This week on Ask An Investor, we answer a question on where should founders incorporate their company legally.

To provide a comprehensive answer, I’ve called upon Chad Bayne, partner at law firm Osler, Hoskin &; Harcourt. Chad and I have worked on many companies together over the past decade. He is a veteran of the startup ecosystem, represents many promising startups across North America, and has been involved in countless situations from incorporation, to financing, to exit and everything in-between.

I asked Chad a series of questions on the topic of company incorporation. Here’s what he had to say.


What major things should companies think about and keep in mind when they are deciding where to incorporate their company?

When forming a company, the two primary considerations are the location of the founders and the location of the team.

What are the pros and cons of incorporating in the popular regions that you recommend (e.g. Delaware)

Canada:

Pros:

  • Permits the company’s registered office to be in any Canadian province or territory.
  • Name of the company is protected across Canada.
  • Industry Canada permits electronic filing. (Certain Canadian jurisdictions, such as Ontario, still require physical copies submitted in person in duplicate.)
  • No annual filing fees.

Cons:

  • The company requires 25% of the directors to be resident Canadian directors. (Some jurisdictions in Canada, such as British Columbia, Quebec, New Brunswick, Nova Scotia, and Yukon do not have these requirements.)
  • Because the name is protected across Canada, it is often more difficult to secure a name for the company.

Delaware:

Pros:

  • The most common jurisdiction in the US for incorporation – almost all of the material corporate law related jurisprudence comes out of Delaware courts.
  • All US VC investors and their counsel are familiar with Delaware, so it presents little friction for investment.
  • No state tax payable so long as the company does not have a permanent establishment in the state of Delaware.

Cons:

  • Annual franchise tax payable on authorized capital.

See: NCFA's Annual FinTech and Funding Rooftop Networking Event

Are there specific considerations for Canada-based entrepreneurs? what about US-based entrepreneurs?

For Canada-based entrepreneurs, there are significant tax benefits that result from having a Canadian-controlled private corporation (essentially, a Canadian corporation either incorporated federally, provincially, or territorially) that is not controlled according to law, or in fact by non-Canadian resident shareholders or public companies.

These tax benefits include:

1. Access to the enhanced (i.e. refundable) scientific research and experimental development (SR&ED) tax credit regime

2. Canada-based entrepreneurs have the ability to access their lifetime capital gains exemption on the sale of shares of a qualified small business corporation (the first $800,000+ of capital gains on the same of such shares are tax-free)

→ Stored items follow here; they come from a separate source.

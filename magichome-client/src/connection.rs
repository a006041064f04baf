//! Connection management for a single device.
//!
//! [`ConnectionManager`] owns at most one open stream to the device and is the
//! only place that stream is opened, written, or closed. The state machine has
//! two states, mirrored by [`ConnectionState`]:
//!
//! - `Disconnected` -> `Connected` via [`connect`](ConnectionManager::connect)
//! - `Connected` -> `Disconnected` via [`disconnect`](ConnectionManager::disconnect)
//!
//! Both transitions are no-ops when the manager is already in the target
//! state. Writes never open a connection on their own.

use crate::errors::MagicHomeError;
use crate::observer::ConnectionObserver;
use crate::transport::Connector;
use magichome_protocol::socket::DeviceSocket;
use magichome_protocol::{ConnectionState, Frame};
use std::sync::Arc;
use std::time::Duration;
use tokio::io::AsyncWriteExt;
use tokio::time::timeout;

enum Link<S> {
    Disconnected,
    Connected { stream: S, peer: String },
}

/// Owns the connection to one device.
pub struct ConnectionManager<C: Connector> {
    connector: C,
    host: String,
    port: u16,
    connect_timeout: Duration,
    write_timeout: Duration,
    link: Link<C::Stream>,
    observer: Arc<dyn ConnectionObserver>,
}

impl<C: Connector> ConnectionManager<C> {
    /// Creates a disconnected manager for `host:port`.
    pub fn new(
        connector: C,
        host: impl Into<String>,
        port: u16,
        connect_timeout: Duration,
        write_timeout: Duration,
        observer: Arc<dyn ConnectionObserver>,
    ) -> Self {
        Self {
            connector,
            host: host.into(),
            port,
            connect_timeout,
            write_timeout,
            link: Link::Disconnected,
            observer,
        }
    }

    /// Returns the current connection state.
    #[must_use]
    pub fn state(&self) -> ConnectionState {
        match self.link {
            Link::Disconnected => ConnectionState::Disconnected,
            Link::Connected { .. } => ConnectionState::Connected,
        }
    }

    /// Returns true when a connection is open.
    #[must_use]
    pub fn is_connected(&self) -> bool {
        self.state().is_connected()
    }

    /// Returns the `host:port` address of the device.
    #[must_use]
    pub fn address(&self) -> String {
        format!("{}:{}", self.host, self.port)
    }

    /// Opens the connection if it is not already open.
    ///
    /// A single attempt is made; failures are returned to the caller without
    /// retrying.
    ///
    /// # Errors
    ///
    /// Returns [`MagicHomeError::ConnectionFailed`] if the connection is
    /// refused or unreachable, or [`MagicHomeError::Timeout`] if it does not
    /// complete within the connect timeout.
    pub async fn connect(&mut self) -> Result<(), MagicHomeError> {
        if self.is_connected() {
            return Ok(());
        }

        let addr = self.address();
        self.observer.on_connecting(&addr);

        let attempt = self.connector.connect(&self.host, self.port);
        let stream = match timeout(self.connect_timeout, attempt).await {
            Ok(Ok(stream)) => stream,
            Ok(Err(source)) => return Err(MagicHomeError::ConnectionFailed { addr, source }),
            Err(_) => return Err(MagicHomeError::Timeout(self.connect_timeout)),
        };

        let peer = stream.peer_endpoint();
        self.observer.on_connected(&peer);
        self.link = Link::Connected { stream, peer };
        Ok(())
    }

    /// Closes the connection if it is open.
    ///
    /// The stream is shut down on a best-effort basis: a peer that already
    /// dropped the connection cannot make this fail. Afterwards the state is
    /// always `Disconnected`.
    pub async fn disconnect(&mut self) {
        let Link::Connected { mut stream, peer } =
            std::mem::replace(&mut self.link, Link::Disconnected)
        else {
            return;
        };

        match timeout(self.write_timeout, stream.shutdown()).await {
            Ok(Ok(())) => {}
            Ok(Err(e)) => tracing::debug!("Shutdown of {} failed: {}", peer, e),
            Err(_) => tracing::debug!("Shutdown of {} timed out", peer),
        }
        drop(stream);
        self.observer.on_disconnected(&peer);
    }

    /// Writes a complete frame on the open connection.
    ///
    /// Returns the number of bytes written, which is always the frame length.
    ///
    /// # Errors
    ///
    /// - [`MagicHomeError::NotConnected`] if no connection is open
    /// - [`MagicHomeError::ConnectionReset`] if the peer reset the connection
    /// - [`MagicHomeError::Transport`] for any other I/O failure
    /// - [`MagicHomeError::Timeout`] if the write does not complete in time
    pub async fn write(&mut self, frame: &Frame) -> Result<usize, MagicHomeError> {
        let write_timeout = self.write_timeout;
        let Link::Connected { stream, peer } = &mut self.link else {
            return Err(MagicHomeError::NotConnected);
        };

        let bytes = frame.as_bytes();
        let written = timeout(write_timeout, async {
            stream.write_all(bytes).await?;
            stream.flush().await
        })
        .await;

        match written {
            Ok(Ok(())) => {
                self.observer.on_frame_sent(peer, frame);
                Ok(bytes.len())
            }
            Ok(Err(e)) => Err(MagicHomeError::from_write_error(e)),
            Err(_) => Err(MagicHomeError::Timeout(write_timeout)),
        }
    }
}
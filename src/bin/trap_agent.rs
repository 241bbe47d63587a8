//! trap-agent - Headless metrics agent
//!
//! Reports process gauges to an httptrap check and keeps flushing until
//! interrupted. Useful to smoke-test a trap or check configuration.
//!
//! # Usage
//! ```sh
//! TRAPMETRICS_SUBMISSION_URL=http://127.0.0.1:56104/blah/blah cargo run --bin trap-agent -- --once
//! ```
//!
//! # Environment Variables
//! All `TRAPMETRICS_*` variables understood by `Config::from_env`, e.g.
//! - `TRAPMETRICS_API_TOKEN` - Check-management API token
//! - `TRAPMETRICS_SUBMISSION_URL` - Fixed trap URL (skips the API)
//! - `TRAPMETRICS_INTERVAL` - Flush interval (default: 10s)

use anyhow::{Context, Result};
use clap::Parser;
use std::sync::Arc;
use std::time::Instant;
use tracing::{Level, info, warn};
use tracing_subscriber::prelude::*;
use trapmetrics::{Config, GaugeValue, Metrics};

#[derive(Parser)]
#[command(author, version, about = "Submit process metrics to an httptrap check", long_about = None)]
struct Cli {
    /// TOML configuration file (environment variables are used otherwise)
    #[arg(short, long)]
    config: Option<String>,

    /// Flush interval, e.g. 10s or 1m
    #[arg(short, long)]
    interval: Option<String>,

    /// Fixed trap URL; no check-management API lookup happens
    #[arg(long)]
    submission_url: Option<String>,

    /// Flush once and exit
    #[arg(long)]
    once: bool,
}

#[tokio::main]
async fn main() -> Result<()> {
    dotenvy::dotenv().ok();
    let cli = Cli::parse();

    let stdout_layer = tracing_subscriber::fmt::layer().with_target(false);
    tracing_subscriber::registry()
        .with(tracing_subscriber::EnvFilter::from_default_env().add_directive(Level::INFO.into()))
        .with(stdout_layer)
        .init();

    info!("trap-agent {} starting...", env!("CARGO_PKG_VERSION"));

    let mut config = match &cli.config {
        Some(path) => {
            let raw = std::fs::read_to_string(path)
                .with_context(|| format!("Failed to read config file {path}"))?;
            Config::from_toml_str(&raw)?
        }
        None => Config::from_env()?,
    };
    if let Some(interval) = cli.interval {
        config.flush.interval = interval;
    }
    if let Some(url) = cli.submission_url {
        config.check.submission_url = url;
    }

    let metrics = Metrics::new(&config).context("Invalid configuration")?;
    info!(
        "Configuration loaded: interval={:?}, tag mode={:?}",
        metrics.settings().interval,
        metrics.tag_mode()
    );

    let started = Instant::now();
    metrics.set_gauge_func(
        "trap_agent.uptime_seconds",
        Arc::new(move || GaugeValue::Uint(started.elapsed().as_secs())),
    );
    metrics.set_text("trap_agent.version", env!("CARGO_PKG_VERSION"));

    if cli.once {
        let outcome = metrics.flush().await?;
        info!("Flush complete: {:?}", outcome);
        return Ok(());
    }

    metrics.start();
    info!("Agent running. Press Ctrl+C to shutdown.");

    tokio::signal::ctrl_c().await?;
    info!("Shutdown signal received. Flushing...");

    match metrics.shutdown().await {
        Ok(outcome) => info!("Final flush: {:?}", outcome),
        Err(e) => warn!("Final flush failed: {}", e),
    }

    Ok(())
}
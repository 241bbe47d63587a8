//! Snapshot-and-submit cycle.
//!
//! At most one flush runs at a time per handle; a caller arriving while one is
//! in flight returns `FlushOutcome::AlreadyFlushing` right away. A snapshot
//! that fails to submit is dropped. Reset kinds were already cleared, and the
//! next interval carries fresh data.

use crate::application::registry::MetricRegistry;
use crate::application::tagging::TagApplier;
use crate::application::trap_resolver::{TrapEndpoint, TrapResolver};
use crate::domain::errors::{FlushError, SubmitError};
use crate::domain::metric::{MetricSnapshot, ResetPolicy};
use reqwest::header::CONTENT_TYPE;
use reqwest::{Client, StatusCode};
use std::sync::Arc;
use std::sync::atomic::{AtomicBool, AtomicU64, Ordering};
use tracing::{debug, info, warn};

#[derive(Debug, Clone, Copy, PartialEq, Eq)]
pub enum FlushOutcome {
    /// Another flush was in flight; nothing was done.
    AlreadyFlushing,
    /// The registry had nothing to report; no request was made.
    NoMetrics,
    Submitted { metrics: usize, status: u16 },
}

/// Releases the in-flight flag when the flush ends, however it ends.
struct FlushGuard<'a> {
    flag: &'a AtomicBool,
}

impl Drop for FlushGuard<'_> {
    fn drop(&mut self) {
        self.flag.store(false, Ordering::Release);
    }
}

pub struct FlushEngine {
    registry: Arc<MetricRegistry>,
    resolver: Arc<TrapResolver>,
    tags: Arc<dyn TagApplier>,
    client: Client,
    reset: ResetPolicy,
    debug: bool,
    flushing: AtomicBool,
    submissions: AtomicU64,
}

impl FlushEngine {
    pub fn new(
        registry: Arc<MetricRegistry>,
        resolver: Arc<TrapResolver>,
        tags: Arc<dyn TagApplier>,
        client: Client,
        reset: ResetPolicy,
        debug: bool,
    ) -> Self {
        Self {
            registry,
            resolver,
            tags,
            client,
            reset,
            debug,
            flushing: AtomicBool::new(false),
            submissions: AtomicU64::new(0),
        }
    }

    pub fn is_flushing(&self) -> bool {
        self.flushing.load(Ordering::Acquire)
    }

    /// Number of submission requests sent so far.
    pub fn submission_count(&self) -> u64 {
        self.submissions.load(Ordering::Acquire)
    }

    pub async fn flush(&self) -> Result<FlushOutcome, FlushError> {
        if self
            .flushing
            .compare_exchange(false, true, Ordering::AcqRel, Ordering::Acquire)
            .is_err()
        {
            debug!("FlushEngine: Flush already in progress, skipping");
            return Ok(FlushOutcome::AlreadyFlushing);
        }
        let _guard = FlushGuard {
            flag: &self.flushing,
        };

        // No snapshot is taken without a trap, so unresolved data is not lost.
        let endpoint = self.resolver.get_endpoint().await.map_err(|e| {
            warn!("FlushEngine: Unable to resolve trap: {}", e);
            FlushError::from(e)
        })?;

        if let Some(uses_metric_rules) = endpoint.uses_metric_rules {
            self.tags.adopt_bundle_mode(uses_metric_rules);
        }
        self.push_pending_tags().await;

        let snapshot = self.registry.snapshot(self.reset);
        if snapshot.is_empty() {
            debug!("FlushEngine: No metrics to submit");
            return Ok(FlushOutcome::NoMetrics);
        }

        match self.submit(&endpoint, &snapshot).await {
            Ok(status) => {
                debug!(
                    "FlushEngine: Submitted {} metrics to {} (status {})",
                    snapshot.len(),
                    endpoint.url,
                    status
                );
                Ok(FlushOutcome::Submitted {
                    metrics: snapshot.len(),
                    status,
                })
            }
            Err(e) => {
                if e.is_endpoint_invalid() {
                    self.resolver.invalidate();
                }
                warn!(
                    "FlushEngine: Dropped snapshot of {} metrics: {}",
                    snapshot.len(),
                    e
                );
                Err(e.into())
            }
        }
    }

    async fn push_pending_tags(&self) {
        let Some(pending) = self.tags.take_pending_update() else {
            return;
        };
        match self
            .resolver
            .update_metric_tags(&pending, |name| self.registry.kind_of(name))
            .await
        {
            Ok(true) => info!("FlushEngine: Updated tags for {} metrics", pending.len()),
            Ok(false) => debug!("FlushEngine: No check bundle to carry metric tags, keeping them local"),
            Err(e) => {
                warn!("FlushEngine: Unable to update metric tags, will retry: {}", e);
                self.tags.retry_pending_update();
            }
        }
    }

    async fn submit(
        &self,
        endpoint: &TrapEndpoint,
        snapshot: &MetricSnapshot,
    ) -> Result<u16, SubmitError> {
        let body = snapshot.to_json()?;
        if self.debug {
            debug!(
                "FlushEngine: Payload for {}: {}",
                endpoint.url,
                String::from_utf8_lossy(&body)
            );
        }

        let url = endpoint.url.to_string();
        self.submissions.fetch_add(1, Ordering::AcqRel);
        let response = self
            .client
            .put(endpoint.url.clone())
            .header(CONTENT_TYPE, "application/json")
            .body(body)
            .send()
            .await
            .map_err(|e| classify_transport_error(&url, e))?;

        let status = response.status();
        if status.is_success() {
            return Ok(status.as_u16());
        }
        if status == StatusCode::NOT_FOUND || status == StatusCode::GONE {
            return Err(SubmitError::EndpointInvalid {
                url,
                status: status.as_u16(),
            });
        }
        let body = response.text().await.unwrap_or_default();
        Err(SubmitError::Status {
            url,
            status: status.as_u16(),
            body,
        })
    }
}

fn classify_transport_error(url: &str, e: reqwest::Error) -> SubmitError {
    if e.is_timeout() {
        SubmitError::Timeout {
            url: url.to_string(),
        }
    } else {
        SubmitError::Transport {
            url: url.to_string(),
            reason: e.to_string(),
        }
    }
}
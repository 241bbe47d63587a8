use crate::domain::check_bundle::{
    Broker, BrokerDetail, CheckBundle, CheckBundleMetrics, CheckBundleQuery, CidKind,
    HTTPTRAP_CHECK_TYPE, SUBMISSION_URL_KEY, check_bundle_metrics_cid,
};
use crate::domain::errors::ApiError;
use crate::domain::ports::CheckApi;
use async_trait::async_trait;
use parking_lot::Mutex;
use std::collections::HashMap;
use std::sync::atomic::{AtomicBool, AtomicU64, Ordering};
use std::time::Duration;
use tracing::debug;

/// In-memory check-management API for tests and offline runs.
///
/// Records every call by operation name so tests can assert how often the
/// resolver went to the API.
#[derive(Default)]
pub struct MockCheckApi {
    bundles: Mutex<Vec<CheckBundle>>,
    brokers: Mutex<Vec<Broker>>,
    bundle_metrics: Mutex<HashMap<String, CheckBundleMetrics>>,
    created_submission_url: Mutex<Option<String>>,
    calls: Mutex<HashMap<&'static str, usize>>,
    latency: Mutex<Option<Duration>>,
    fail_metric_updates: AtomicBool,
    next_id: AtomicU64,
}

impl MockCheckApi {
    pub fn new() -> Self {
        Self {
            next_id: AtomicU64::new(1000),
            ..Default::default()
        }
    }

    pub fn with_bundle(self, bundle: CheckBundle) -> Self {
        self.bundles.lock().push(bundle);
        self
    }

    pub fn with_httptrap_broker(self, cid: &str) -> Self {
        self.brokers.lock().push(Broker {
            cid: cid.to_string(),
            name: format!("broker{}", cid.trim_start_matches("/broker/")),
            details: vec![BrokerDetail {
                cn: "broker.example".to_string(),
                status: "active".to_string(),
                modules: vec![HTTPTRAP_CHECK_TYPE.to_string()],
            }],
        });
        self
    }

    /// Submission URL given to bundles created through this mock.
    pub fn with_created_submission_url(self, url: &str) -> Self {
        *self.created_submission_url.lock() = Some(url.to_string());
        self
    }

    /// Delay applied to every call, to widen race windows in tests.
    pub fn with_latency(self, latency: Duration) -> Self {
        *self.latency.lock() = Some(latency);
        self
    }

    /// Moves an existing bundle's trap, as a broker migration would.
    pub fn set_submission_url(&self, bundle_cid: &str, url: &str) {
        if let Some(bundle) = self.bundles.lock().iter_mut().find(|b| b.cid == bundle_cid) {
            bundle
                .config
                .insert(SUBMISSION_URL_KEY.to_string(), url.to_string());
        }
    }

    pub fn fail_metric_updates(&self, fail: bool) {
        self.fail_metric_updates.store(fail, Ordering::Release);
    }

    pub fn calls_to(&self, op: &str) -> usize {
        self.calls.lock().get(op).copied().unwrap_or(0)
    }

    pub fn total_calls(&self) -> usize {
        self.calls.lock().values().sum()
    }

    pub fn bundles(&self) -> Vec<CheckBundle> {
        self.bundles.lock().clone()
    }

    pub fn stored_bundle_metrics(&self, cid: &str) -> Option<CheckBundleMetrics> {
        self.bundle_metrics.lock().get(cid).cloned()
    }

    async fn record(&self, op: &'static str) {
        *self.calls.lock().entry(op).or_default() += 1;
        debug!("MockCheckApi: {op}");
        let latency = *self.latency.lock();
        if let Some(latency) = latency {
            tokio::time::sleep(latency).await;
        }
    }
}

#[async_trait]
impl CheckApi for MockCheckApi {
    async fn fetch_check_bundle(&self, cid: &str) -> Result<CheckBundle, ApiError> {
        self.record("fetch_check_bundle").await;
        CidKind::CheckBundle.validate(cid)?;
        self.bundles
            .lock()
            .iter()
            .find(|b| b.cid == cid)
            .cloned()
            .ok_or_else(|| ApiError::NotFound {
                cid: cid.to_string(),
            })
    }

    async fn search_check_bundles(
        &self,
        query: &CheckBundleQuery,
    ) -> Result<Vec<CheckBundle>, ApiError> {
        self.record("search_check_bundles").await;
        Ok(self
            .bundles
            .lock()
            .iter()
            .filter(|b| b.target == query.target && b.check_type == query.check_type)
            .filter(|b| {
                query
                    .search_tag
                    .as_ref()
                    .is_none_or(|tag| b.tags.contains(tag))
            })
            .cloned()
            .collect())
    }

    async fn create_check_bundle(&self, bundle: &CheckBundle) -> Result<CheckBundle, ApiError> {
        self.record("create_check_bundle").await;
        let id = self.next_id.fetch_add(1, Ordering::AcqRel);
        let mut created = bundle.clone();
        created.cid = format!("/check_bundle/{id}");
        if let Some(url) = self.created_submission_url.lock().clone() {
            created.config.insert(SUBMISSION_URL_KEY.to_string(), url);
        }
        self.bundles.lock().push(created.clone());
        Ok(created)
    }

    async fn fetch_brokers(&self) -> Result<Vec<Broker>, ApiError> {
        self.record("fetch_brokers").await;
        Ok(self.brokers.lock().clone())
    }

    async fn fetch_check_bundle_metrics(&self, cid: &str) -> Result<CheckBundleMetrics, ApiError> {
        self.record("fetch_check_bundle_metrics").await;
        CidKind::CheckBundleMetrics.validate(cid)?;
        let known = self
            .bundles
            .lock()
            .iter()
            .any(|b| check_bundle_metrics_cid(&b.cid).is_ok_and(|m| m == cid));
        if !known {
            return Err(ApiError::NotFound {
                cid: cid.to_string(),
            });
        }
        Ok(self
            .bundle_metrics
            .lock()
            .get(cid)
            .cloned()
            .unwrap_or_else(|| CheckBundleMetrics {
                cid: cid.to_string(),
                metrics: Vec::new(),
            }))
    }

    async fn update_check_bundle_metrics(
        &self,
        metrics: &CheckBundleMetrics,
    ) -> Result<CheckBundleMetrics, ApiError> {
        self.record("update_check_bundle_metrics").await;
        CidKind::CheckBundleMetrics.validate(&metrics.cid)?;
        if self.fail_metric_updates.load(Ordering::Acquire) {
            return Err(ApiError::Status {
                url: metrics.cid.clone(),
                status: 500,
                body: "internal error".to_string(),
            });
        }
        self.bundle_metrics
            .lock()
            .insert(metrics.cid.clone(), metrics.clone());
        Ok(metrics.clone())
    }
}
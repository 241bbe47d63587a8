//! Check configuration parsing from environment variables.
//!
//! This module handles where metrics go: either a fixed submission URL, or
//! the API credentials and check bundle identity used to look one up.

use crate::config::flush_config::parse_duration;
use crate::domain::check_bundle::CidKind;
use crate::domain::errors::ConfigError;
use serde::Deserialize;
use std::env;
use std::time::Duration;
use url::Url;

pub const DEFAULT_API_URL: &str = "https://api.circonus.com/v2";
pub const DEFAULT_API_APP: &str = "trapmetrics";
pub const DEFAULT_TRAP_MAX_URL_AGE: Duration = Duration::from_secs(60);

/// Check environment configuration
#[derive(Debug, Clone, Default, Deserialize, PartialEq)]
#[serde(default)]
pub struct CheckEnvConfig {
    /// Fixed trap URL. When set, no API lookup ever happens.
    pub submission_url: String,

    // API credentials
    pub api_token: String,
    pub api_app: String,
    pub api_url: String,

    // Check bundle identity
    pub check_bundle_cid: String,
    pub target: String,
    pub display_name: String,
    pub tags: Vec<String>,
    pub search_tag: String,
    pub broker_cid: String,
    pub metric_filters: Vec<Vec<String>>,

    /// How long an API-resolved trap URL is trusted before re-resolving.
    pub trap_max_url_age: String,
}

impl CheckEnvConfig {
    pub fn from_env() -> Result<Self, ConfigError> {
        let metric_filters = match env::var("TRAPMETRICS_METRIC_FILTERS") {
            Ok(raw) if !raw.trim().is_empty() => serde_json::from_str(&raw)
                .map_err(|e| ConfigError::Parse(format!("TRAPMETRICS_METRIC_FILTERS: {e}")))?,
            _ => Vec::new(),
        };

        Ok(Self {
            submission_url: env::var("TRAPMETRICS_SUBMISSION_URL").unwrap_or_default(),
            api_token: env::var("TRAPMETRICS_API_TOKEN").unwrap_or_default(),
            api_app: env::var("TRAPMETRICS_API_APP").unwrap_or_default(),
            api_url: env::var("TRAPMETRICS_API_URL").unwrap_or_default(),
            check_bundle_cid: env::var("TRAPMETRICS_CHECK_BUNDLE_CID").unwrap_or_default(),
            target: env::var("TRAPMETRICS_CHECK_TARGET").unwrap_or_default(),
            display_name: env::var("TRAPMETRICS_CHECK_DISPLAY_NAME").unwrap_or_default(),
            tags: env::var("TRAPMETRICS_CHECK_TAGS")
                .unwrap_or_default()
                .split(',')
                .map(str::trim)
                .filter(|s| !s.is_empty())
                .map(str::to_string)
                .collect(),
            search_tag: env::var("TRAPMETRICS_CHECK_SEARCH_TAG").unwrap_or_default(),
            broker_cid: env::var("TRAPMETRICS_BROKER_CID").unwrap_or_default(),
            metric_filters,
            trap_max_url_age: env::var("TRAPMETRICS_TRAP_MAX_URL_AGE").unwrap_or_default(),
        })
    }

    pub fn validate(&self) -> Result<CheckSettings, ConfigError> {
        let submission_url = non_empty(&self.submission_url)
            .map(|raw| parse_url("submission_url", raw))
            .transpose()?;

        let api = match non_empty(&self.api_token) {
            Some(token) => Some(ApiSettings {
                token: token.to_string(),
                app: non_empty(&self.api_app)
                    .unwrap_or(DEFAULT_API_APP)
                    .to_string(),
                url: parse_url(
                    "api_url",
                    non_empty(&self.api_url).unwrap_or(DEFAULT_API_URL),
                )?,
            }),
            None => None,
        };

        if submission_url.is_none() && api.is_none() {
            return Err(ConfigError::MissingCredentials);
        }

        let target = non_empty(&self.target)
            .map(str::to_string)
            .unwrap_or_else(default_target);
        let display_name = non_empty(&self.display_name)
            .map(str::to_string)
            .unwrap_or_else(|| format!("{target} /{DEFAULT_API_APP}"));
        let broker_cid = non_empty(&self.broker_cid)
            .map(|cid| parse_cid("broker_cid", CidKind::Broker, cid))
            .transpose()?;

        Ok(CheckSettings {
            submission_url,
            api,
            check_bundle_cid: non_empty(&self.check_bundle_cid).map(str::to_string),
            target,
            display_name,
            tags: self.tags.clone(),
            search_tag: non_empty(&self.search_tag).map(str::to_string),
            broker_cid,
            metric_filters: self.metric_filters.clone(),
            trap_max_url_age: parse_duration("trap_max_url_age", &self.trap_max_url_age)?
                .unwrap_or(DEFAULT_TRAP_MAX_URL_AGE),
        })
    }
}

/// Credentials and base URL for the check-management API.
#[derive(Debug, Clone, PartialEq)]
pub struct ApiSettings {
    pub token: String,
    pub app: String,
    pub url: Url,
}

/// Validated check configuration.
#[derive(Debug, Clone, PartialEq)]
pub struct CheckSettings {
    pub submission_url: Option<Url>,
    pub api: Option<ApiSettings>,
    pub check_bundle_cid: Option<String>,
    pub target: String,
    pub display_name: String,
    pub tags: Vec<String>,
    pub search_tag: Option<String>,
    pub broker_cid: Option<String>,
    pub metric_filters: Vec<Vec<String>>,
    pub trap_max_url_age: Duration,
}

impl CheckSettings {
    /// Metric-rules checks carry tags server-side instead of in stream tags.
    pub fn uses_metric_rules(&self) -> bool {
        !self.metric_filters.is_empty()
    }
}

fn non_empty(value: &str) -> Option<&str> {
    let trimmed = value.trim();
    (!trimmed.is_empty()).then_some(trimmed)
}

fn parse_url(option: &'static str, raw: &str) -> Result<Url, ConfigError> {
    Url::parse(raw).map_err(|_| ConfigError::InvalidUrl {
        option,
        value: raw.to_string(),
    })
}

fn parse_cid(option: &'static str, kind: CidKind, raw: &str) -> Result<String, ConfigError> {
    kind.validate(raw).map_err(|_| ConfigError::InvalidCid {
        option,
        value: raw.to_string(),
    })?;
    Ok(raw.to_string())
}

fn default_target() -> String {
    env::var("HOSTNAME")
        .ok()
        .filter(|h| !h.is_empty())
        .unwrap_or_else(|| "localhost".to_string())
}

3. Enhanced tax treatment for options granted to Canadian-resident employees (including a deferral of the tax payable on the employment benefit resulting from the exercise of such options until the ultimate sale of the underlying shares). In addition, there are certain additional tax savings that may be achieved upon a liquidity event. As a result, it is generally not as tax efficient for Canada-based entrepreneurs to hold shares of a US corporation.

See: For immigrant entrepreneurs, financing is a big problem

"Sophisticated legal counsel with significant cross-border experience (both from a corporate and tax perspective) is in the best position to discuss and weigh the different options with the entrepreneurs."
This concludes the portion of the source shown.